**EXERCISE DESCRIPTION:** For this exercise, transcribe all the records below exactly.

[Opening RECORDS FOR THE EXERCISE section]

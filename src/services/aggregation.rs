// SPDX-License-Identifier: MIT
// Copyright 2026 Roland Dreier <roland@rolandd.dev>

//! Dashboard, history and report aggregation.
//!
//! Read-only: combines ledger queries with product joins. A scan whose
//! product has vanished from the directory still shows up, under
//! [`UNKNOWN_PRODUCT_NAME`].

use chrono::NaiveDate;
use std::collections::HashSet;
use std::sync::Arc;

use crate::error::Result;
use crate::models::stats::RECENT_SCAN_LIMIT;
use crate::models::{
    DashboardStats, HistoryMonth, HistoryView, MonthlyReport, RecentScan, ScanEvent,
    UNKNOWN_PRODUCT_NAME,
};
use crate::services::directory::ProductDirectory;
use crate::services::ledger::ScanLedger;
use crate::time_utils::month_range;

#[derive(Clone)]
pub struct AggregationService {
    directory: Arc<dyn ProductDirectory>,
    ledger: Arc<dyn ScanLedger>,
}

fn serials(scans: &[ScanEvent]) -> Vec<String> {
    scans.iter().map(|s| s.serial_number.clone()).collect()
}

impl AggregationService {
    pub fn new(directory: Arc<dyn ProductDirectory>, ledger: Arc<dyn ScanLedger>) -> Self {
        Self { directory, ledger }
    }

    /// Dashboard counters for `user_id`, with `today` as the current date.
    pub async fn dashboard(&self, user_id: &str, today: NaiveDate) -> Result<DashboardStats> {
        let (total_products, today_scans, total_scans, recent) = tokio::try_join!(
            self.directory.count_all(),
            self.ledger.count_by_user(user_id, Some(today)),
            self.ledger.count_by_user(user_id, None),
            self.ledger.recent_by_user(user_id, RECENT_SCAN_LIMIT),
        )?;

        let products = self.directory.find_many(&serials(&recent)).await?;
        let recent_scans = recent
            .into_iter()
            .map(|scan| RecentScan {
                product_name: products
                    .get(&scan.serial_number)
                    .map(|p| p.product_name.clone())
                    .unwrap_or_else(|| UNKNOWN_PRODUCT_NAME.to_string()),
                serial_number: scan.serial_number,
                scanned_at: scan.scanned_at,
            })
            .collect();

        tracing::debug!(user_id, today_scans, total_scans, "Dashboard computed");

        Ok(DashboardStats {
            total_products,
            today_scans,
            total_scans,
            recent_scans,
        })
    }

    /// History page for the month `view` is on.
    pub async fn history(&self, user_id: &str, view: &HistoryView) -> Result<HistoryMonth> {
        let scans = self.ledger.query_by_user(user_id, view.range()).await?;
        let products = self.directory.find_many(&serials(&scans)).await?;
        Ok(view.render(scans, &products))
    }

    /// Scan-pattern breakdown for the month containing `month`.
    pub async fn report(&self, user_id: &str, month: NaiveDate) -> Result<MonthlyReport> {
        let view = HistoryView::new(month);
        let scans = self.ledger.query_by_user(user_id, month_range(month)).await?;
        let products = self.directory.find_many(&serials(&scans)).await?;

        let mut report = MonthlyReport::new(view.month_key());
        let mut seen = HashSet::new();
        for scan in &scans {
            let code = products
                .get(&scan.serial_number)
                .map(|p| p.product_code.as_str());
            report.update_from_scan(scan, code, &mut seen);
        }
        Ok(report)
    }
}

[Closing RECORDS FOR THE EXERCISE section]

**RESULT OF THIS TASK:**
filename src/services/aggregation.rs
// SPDX-License-Identifier: MIT
// Copyright 2026 Roland Dreier <roland@rolandd.dev>

//! Dashboard, history and report aggregation.
//!
//! Read-only: combines ledger queries with product joins. A scan whose
//! product has vanished from the directory still shows up, under
//! [`UNKNOWN_PRODUCT_NAME`].

use chrono::NaiveDate;
use std::collections::HashSet;
use std::sync::Arc;

use crate::error::Result;
use crate::models::stats::RECENT_SCAN_LIMIT;
use crate::models::{
    DashboardStats, HistoryMonth, HistoryView, MonthlyReport, RecentScan, ScanEvent,
    UNKNOWN_PRODUCT_NAME,
};
use crate::services::directory::ProductDirectory;
use crate::services::ledger::ScanLedger;
use crate::time_utils::month_range;

#[derive(Clone)]
pub struct AggregationService {
    directory: Arc<dyn ProductDirectory>,
    ledger: Arc<dyn ScanLedger>,
}

fn serials(scans: &[ScanEvent]) -> Vec<String> {
    scans.iter().map(|s| s.serial_number.clone()).collect()
}

impl AggregationService {
    pub fn new(directory: Arc<dyn ProductDirectory>, ledger: Arc<dyn ScanLedger>) -> Self {
        Self { directory, ledger }
    }

    /// Dashboard counters for `user_id`, with `today` as the current date.
    pub async fn dashboard(&self, user_id: &str, today: NaiveDate) -> Result<DashboardStats> {
        let (total_products, today_scans, total_scans, recent) = tokio::try_join!(
            self.directory.count_all(),
            self.ledger.count_by_user(user_id, Some(today)),
            self.ledger.count_by_user(user_id, None),
            self.ledger.recent_by_user(user_id, RECENT_SCAN_LIMIT),
        )?;

        let products = self.directory.find_many(&serials(&recent)).await?;
        let recent_scans = recent
            .into_iter()
            .map(|scan| RecentScan {
                product_name: products
                    .get(&scan.serial_number)
                    .map(|p| p.product_name.clone())
                    .unwrap_or_else(|| UNKNOWN_PRODUCT_NAME.to_string()),
                serial_number: scan.serial_number,
                scanned_at: scan.scanned_at,
            })
            .collect();

        tracing::debug!(user_id, today_scans, total_scans, "Dashboard computed");

        Ok(DashboardStats {
            total_products,
            today_scans,
            total_scans,
            recent_scans,
        })
    }

    /// History page for the month `view` is on.
    pub async fn history(&self, user_id: &str, view: &HistoryView) -> Result<HistoryMonth> {
        let scans = self.ledger.query_by_user(user_id, view.range()).await?;
        let products = self.directory.find_many(&serials(&scans)).await?;
        Ok(view.render(scans, &products))
    }

    /// Scan-pattern breakdown for the month containing `month`.
    pub async fn report(&self, user_id: &str, month: NaiveDate) -> Result<MonthlyReport> {
        let view = HistoryView::new(month);
        let scans = self.ledger.query_by_user(user_id, month_range(month)).await?;
        let products = self.directory.find_many(&serials(&scans)).await?;

        let mut report = MonthlyReport::new(view.month_key());
        let mut seen = HashSet::new();
        for scan in &scans {
            let code = products
                .get(&scan.serial_number)
                .map(|p| p.product_code.as_str());
            report.update_from_scan(scan, code, &mut seen);
        }
        Ok(report)
    }
}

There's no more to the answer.